Binary floating point math works like this. In most programming languages, it is based on the IEEE 754 standard. The crux of the problem is that numbers are represented in this format as a whole number times a power of two; rational numbers (such as 0.1, which is 1/10) whose denominator is not a power of two cannot be exactly represented.

For 0.1 in the standard binary64 format, the representation can be written exactly as

0.1000000000000000055511151231257827021181583404541015625 in decimal, or
0x1.999999999999ap-4 in C99 hexfloat notation.

In contrast, the rational number 0.1, which is 1/10, can be written exactly as

0.1 in decimal, or
0x1.99999999999999...p-4 in an analog of C99 hexfloat notation, where the ... represents an unending sequence of 9's.

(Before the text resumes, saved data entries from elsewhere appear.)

//! PostgreSQL adapter for BloodTypeRepository

use async_trait::async_trait;
use sea_orm::{ActiveModelTrait, DatabaseConnection, EntityTrait, Set};

use crate::domain::entities::{BloodType, BloodTypeId, NewBloodType};
use crate::domain::ports::BloodTypeRepository;
use crate::entity::blood_types;
use crate::error::DomainError;

/// PostgreSQL implementation of BloodTypeRepository
pub struct PostgresBloodTypeRepository {
    db: DatabaseConnection,
}

impl PostgresBloodTypeRepository {
    pub fn new(db: DatabaseConnection) -> Self {
        Self { db }
    }
}

#[async_trait]
impl BloodTypeRepository for PostgresBloodTypeRepository {
    async fn find_by_id(&self, id: &BloodTypeId) -> Result<Option<BloodType>, DomainError> {
        let result = blood_types::Entity::find_by_id(id.0)
            .one(&self.db)
            .await
            .map_err(|e| DomainError::Database(e.to_string()))?;

        Ok(result.map(|m| m.into()))
    }

    async fn find_all(&self) -> Result<Vec<BloodType>, DomainError> {
        let results = blood_types::Entity::find()
            .all(&self.db)
            .await
            .map_err(|e| DomainError::Database(e.to_string()))?;

        Ok(results.into_iter().map(|m| m.into()).collect())
    }

    async fn create(&self, blood_type: &NewBloodType) -> Result<BloodType, DomainError> {
        let model = blood_types::ActiveModel {
            name: Set(blood_type.name.clone()),
            ..Default::default()
        };

        let result = model
            .insert(&self.db)
            .await
            .map_err(|e| DomainError::Database(e.to_string()))?;

        Ok(result.into())
    }

    async fn update(
        &self,
        id: &BloodTypeId,
        blood_type: &NewBloodType,
    ) -> Result<BloodType, DomainError> {
        let result = blood_types::ActiveModel {
            id: Set(id.0),
            name: Set(blood_type.name.clone()),
        }
        .update(&self.db)
        .await
        .map_err(|e| DomainError::Database(e.to_string()))?;

        Ok(result.into())
    }

    async fn delete(&self, id: &BloodTypeId) -> Result<(), DomainError> {
        let result = blood_types::Entity::delete_by_id(id.0)
            .exec(&self.db)
            .await
            .map_err(|e| DomainError::Database(e.to_string()))?;

        if result.rows_affected == 0 {
            Err(DomainError::NotFound(format!(
                "Blood type {} not found",
                id
            )))
        } else {
            Ok(())
        }
    }
}

/// Convert SeaORM model to domain entity
impl From<blood_types::Model> for BloodType {
    fn from(model: blood_types::Model) -> Self {
        BloodType {
            id: BloodTypeId(model.id),
            name: model.name,
        }
    }
}
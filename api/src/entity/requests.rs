use sea_orm::entity::prelude::*;

#[derive(Clone, Debug, PartialEq, Eq, DeriveEntityModel)]
#[sea_orm(table_name = "requests")]
pub struct Model {
    #[sea_orm(primary_key)]
    pub id: i32,
    pub requester_name: String,
    pub blood_type_id: i32,
    pub quantity: i32,
    pub hospital_id: i32,
    pub request_date: DateTimeWithTimeZone,
}

#[derive(Copy, Clone, Debug, EnumIter, DeriveRelation)]
pub enum Relation {
    #[sea_orm(
        belongs_to = "super::hospitals::Entity",
        from = "Column::HospitalId",
        to = "super::hospitals::Column::Id"
    )]
    Hospitals,
    #[sea_orm(
        belongs_to = "super::blood_types::Entity",
        from = "Column::BloodTypeId",
        to = "super::blood_types::Column::Id"
    )]
    BloodTypes,
}

impl Related<super::hospitals::Entity> for Entity {
    fn to() -> RelationDef {
        Relation::Hospitals.def()
    }
}

impl Related<super::blood_types::Entity> for Entity {
    fn to() -> RelationDef {
        Relation::BloodTypes.def()
    }
}

impl ActiveModelBehavior for ActiveModel {}
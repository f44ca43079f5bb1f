//! Blood type reference data

use serde::{Deserialize, Serialize};

/// Unique identifier for a blood type, assigned by the store
#[derive(Debug, Clone, Copy, PartialEq, Eq, Hash, Serialize, Deserialize)]
pub struct BloodTypeId(pub i32);

impl From<i32> for BloodTypeId {
    fn from(id: i32) -> Self {
        Self(id)
    }
}

impl std::fmt::Display for BloodTypeId {
    fn fmt(&self, f: &mut std::fmt::Formatter<'_>) -> std::fmt::Result {
        write!(f, "{}", self.0)
    }
}

/// A blood type such as "A+" or "O-"
///
/// Names are not required to be unique; the store is permissive here.
#[derive(Debug, Clone, Serialize)]
pub struct BloodType {
    pub id: BloodTypeId,
    pub name: String,
}

/// Data needed to create a new blood type
#[derive(Debug, Clone)]
pub struct NewBloodType {
    pub name: String,
}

The constants 0.2 and 0.3 in your program will also be approximations to their true values. It happens that the closest double to 0.2 is larger than the rational number 0.2 but that the closest double to 0.3 is smaller than the rational number 0.3. The sum of 0.1 and 0.2 winds up being larger than the rational number 0.3 and hence disagreeing with the constant in your code.

A fairly comprehensive treatment of floating-point arithmetic issues is What Every Computer Scientist Should Know About Floating-Point Arithmetic. For an easier-to-digest explanation, see floating-point-gui.de.

Side Note: All positional (base-N) number systems share this problem with precision

Plain old decimal (base 10) numbers have the same issues, which is why numbers like 1/3 end up as 0.333333333...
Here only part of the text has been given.